The U.S. Department of Education revealed Monday it is investigating complaints about MSU’s handling of sexual assault accusations, a fact that university officials successfully kept quiet until now.
On Friday, university officials sent a letter via email to the MSU community announcing what they described as several new events aimed at educating students, faculty and staff about sexual assault prevention. In the letter, Paulette Granberry Russell, a senior advisor to MSU President Lou Anna K. Simon and the university’s Title IX coordinator, acknowledged “there is more that we can do to educate the MSU community on sexual violence.”
Near the bottom of the letter was a single sentence stating that the university is “collaborating” with the Department of Education’s Office for Civil Rights, or OCR, to “give members of the campus community an opportunity” to meet with representatives from the department.
But on Monday, Department of Education spokesman Jim Bradshaw told The State News the planned visit to campus is directly related to an official investigation into sexual harassment and violence complaints pending against the university.
Although details of the complaints are a mystery for now — neither the Department of Education nor MSU would provide insight into the nature or reach of the allegations — university officials were quick to defend their overall handling of sexual assault accusations. It’s not yet clear whether the investigation could prove to be a liability for Simon, who just last week publicly addressed “destructive” behavior among students, including sexual violence.
Granberry Russell said investigators will examine whether MSU’s processes for handling sexual assault follow federal guidelines. She insisted MSU leaders are doing everything in their power to address the problem.

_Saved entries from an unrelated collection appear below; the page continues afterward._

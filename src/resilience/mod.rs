//! 弹性模式模块：提供按目标域名分级的限流器与请求抖动。
//!
//! # Resilience Primitives Module
//!
//! Outbound traffic, both to the summarization API and to third-party sites
//! being crawled, must never exceed the destination's request-rate contract.
//!
//! | Component | Description |
//! |-----------|-------------|
//! | [`rate_limiter`] | Token bucket limiter with bounded blocking acquire |
//! | [`DomainRateLimiterManager`] | Shared limiter per `(host, tier)` plus jitter |
//!
//! ## Domain Limiters
//!
//! Each host maps to a [`RateLimitTier`] through a static table; unknown hosts
//! get the most restrictive tier. All callers targeting a host share one
//! limiter instance:
//!
//! ```rust
//! use ai_batch_pipeline::resilience::{
//!     DomainRateLimiterManager, JitterConfig, RateLimitSettings, RateLimitTier,
//! };
//! use std::sync::Arc;
//!
//! let manager = DomainRateLimiterManager::new(RateLimitSettings::default(), JitterConfig::disabled());
//! let key = manager.key_for("https://foo.example.com/feed.xml").unwrap();
//! assert_eq!(key.tier, RateLimitTier::UltraSafe);
//!
//! let a = manager.limiter_for("https://foo.example.com/a").unwrap();
//! let b = manager.limiter_for("https://foo.example.com/b").unwrap();
//! assert!(Arc::ptr_eq(&a, &b));
//! ```

mod domain;
pub mod rate_limiter;

pub use domain::{
    extract_host, DomainRateLimiterManager, JitterConfig, RateLimitSettings, RateLimitTier,
    RateLimiterKey, TierConfig,
};
pub use rate_limiter::{RateLimiter, RateLimiterConfig, RateLimiterSnapshot};
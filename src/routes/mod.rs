pub mod auth;
pub mod candidates;
pub mod stats;
pub mod upload;
pub mod users;

use axum::routing::{get, post};
use axum::Router;
use serde::{Deserialize, Serialize};

use crate::state::SharedState;

/// `{"success": true}` acknowledgement for mutations.
#[derive(Debug, Clone, Copy, PartialEq, Eq, Serialize, Deserialize)]
pub struct Ack {
    pub success: bool,
}

impl Ack {
    pub const OK: Ack = Ack { success: true };
}

pub fn api_routes() -> Router<SharedState> {
    Router::new()
        .route("/login", post(auth::login))
        .route("/candidates", get(candidates::list))
        .route("/update", post(candidates::update))
        .route("/create-user", post(users::create))
        .route("/users", get(users::list))
        .route("/upload", post(upload::upload))
        .route("/stats", get(stats::stats))
}
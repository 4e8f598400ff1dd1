use axum::extract::State;
use axum::Json;
use serde::Deserialize;

use crate::db;
use crate::error::AppError;
use crate::extract::{self, Params, Payload};
use crate::models::{Candidate, Outcome, Viewer};
use crate::routes::Ack;
use crate::state::SharedState;

#[derive(Deserialize)]
pub struct ListParams {
    pub user: Option<String>,
    pub role: Option<String>,
}

#[derive(Deserialize)]
pub struct UpdateRequest {
    pub id: i64,
    #[serde(default)]
    pub remarks: Option<String>,
    #[serde(default, deserialize_with = "extract::flag")]
    pub called: bool,
    #[serde(default)]
    pub called_by: Option<String>,
    #[serde(default)]
    pub called_at: Option<String>,
}

impl UpdateRequest {
    fn outcome(self) -> Outcome {
        Outcome {
            remarks: self.remarks.unwrap_or_default(),
            called: self.called,
            called_by: self.called_by.unwrap_or_default(),
            called_at: self.called_at.unwrap_or_default(),
        }
    }
}

pub async fn list(
    State(state): State<SharedState>,
    Params(params): Params<ListParams>,
) -> Result<Json<Vec<Candidate>>, AppError> {
    let viewer = Viewer::from_query(params.user.as_deref(), params.role.as_deref());
    let candidates = db::candidates::list_visible_to(&state.pool, &viewer).await?;
    Ok(Json(candidates))
}

/// Last write wins. Updating an id that does not exist still succeeds.
pub async fn update(
    State(state): State<SharedState>,
    Payload(req): Payload<UpdateRequest>,
) -> Result<Json<Ack>, AppError> {
    let id = req.id;
    let rows = db::candidates::update_outcome(&state.pool, id, &req.outcome()).await?;
    if rows == 0 {
        tracing::debug!("Outcome update for candidate {id} matched no rows");
    }
    Ok(Json(Ack::OK))
}
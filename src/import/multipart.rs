use axum::http::HeaderMap;
use bytes::Bytes;

use crate::error::AppError;

/// Multipart field carrying the spreadsheet.
pub const FILE_FIELD: &str = "file";
/// Optional text field naming the telecaller to assign rows to.
pub const ASSIGN_FIELD: &str = "assign_to";

#[derive(Debug, Clone)]
pub struct UploadedFile {
    pub file_name: Option<String>,
    pub data: Bytes,
}

#[derive(Debug, Clone, Default)]
pub struct UploadForm {
    pub file: Option<UploadedFile>,
    pub assign_to: String,
}

/// Parse an upload form using multer. Unknown fields are drained and ignored;
/// a repeated `file` field keeps the first one.
pub async fn parse_upload(headers: &HeaderMap, body: Bytes) -> Result<UploadForm, AppError> {
    let boundary = headers
        .get("content-type")
        .and_then(|v| v.to_str().ok())
        .and_then(|ct| multer::parse_boundary(ct).ok())
        .ok_or_else(|| AppError::BadRequest("Expected multipart/form-data upload".to_string()))?;

    let stream = futures_util::stream::once(async { Ok::<_, std::io::Error>(body) });
    let mut multipart = multer::Multipart::new(stream, boundary);

    let mut form = UploadForm::default();
    while let Some(field) = multipart
        .next_field()
        .await
        .map_err(|e| AppError::BadRequest(format!("Multipart error: {e}")))?
    {
        let name = field.name().map(str::to_string);
        match name.as_deref() {
            Some(FILE_FIELD) if form.file.is_none() => {
                let file_name = field.file_name().map(str::to_string);
                let data = field
                    .bytes()
                    .await
                    .map_err(|e| AppError::BadRequest(format!("File read error: {e}")))?;
                form.file = Some(UploadedFile { file_name, data });
            }
            Some(ASSIGN_FIELD) => {
                form.assign_to = field
                    .text()
                    .await
                    .map_err(|e| AppError::BadRequest(format!("Field read error: {e}")))?
                    .trim()
                    .to_string();
            }
            _ => {
                field
                    .bytes()
                    .await
                    .map_err(|e| AppError::BadRequest(format!("Field read error: {e}")))?;
            }
        }
    }

    Ok(form)
}
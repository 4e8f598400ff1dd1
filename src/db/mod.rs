pub mod candidates;
pub mod users;

use std::str::FromStr;
use std::time::Duration;

use sqlx::migrate::Migrator;
use sqlx::sqlite::{SqliteConnectOptions, SqliteJournalMode, SqlitePoolOptions};
use sqlx::SqlitePool;

pub static MIGRATOR: Migrator = sqlx::migrate!("./migrations");

/// Open (creating if missing) the database file behind `database_url`.
/// `timeout` bounds both lock waits inside SQLite and pool checkout.
pub async fn connect(database_url: &str, timeout: Duration) -> Result<SqlitePool, sqlx::Error> {
    let options = SqliteConnectOptions::from_str(database_url)?
        .create_if_missing(true)
        .journal_mode(SqliteJournalMode::Wal)
        .busy_timeout(timeout);

    SqlitePoolOptions::new()
        .max_connections(5)
        .acquire_timeout(timeout)
        .connect_with(options)
        .await
}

A university spokesman said MSU officials are fully cooperating with the investigation.
“MSU responded fully and appropriately to the incident under investigation,” MSU spokesman Kent Cassella said in a statement. “While federal law and privacy concerns prevent MSU from fully discussing the specifics of the matter, we have a comprehensive record of the actions we took that supports the university’s position that we acted appropriately. We look forward to continue working with the OCR on this matter.”
Simon commented at the last Faculty Senate meeting that MSU leaders are doing all they can to prevent sexual assault on campus, and stressed that Spartans need to take initiative and look out for one another.
“We need to have that kind of conversation about how we can have Spartans really feeling comfortable taking care of other Spartans in situations so we’re not about another educational program to prevent (sexual violence), because the same people come to them,” Simon said. “We’re not about trying to clean up after things happen, which is always unsatisfactory. People’s lives have been affected.”
Sexual Assault Crisis Intervention advocate and media and information junior Laura Swanson has a similar take, but said she was not surprised by the investigation.
“I think that this is applicable not only to MSU, but to a lot of different universities,” Swanson said. “You do hear stories. Sexual assaults are very much underreported, and you hear stories of police victim blaming.
“It speaks to the whole culture that we are in general not believing of victims and their stories, and we don’t take the necessary steps to prosecute people.”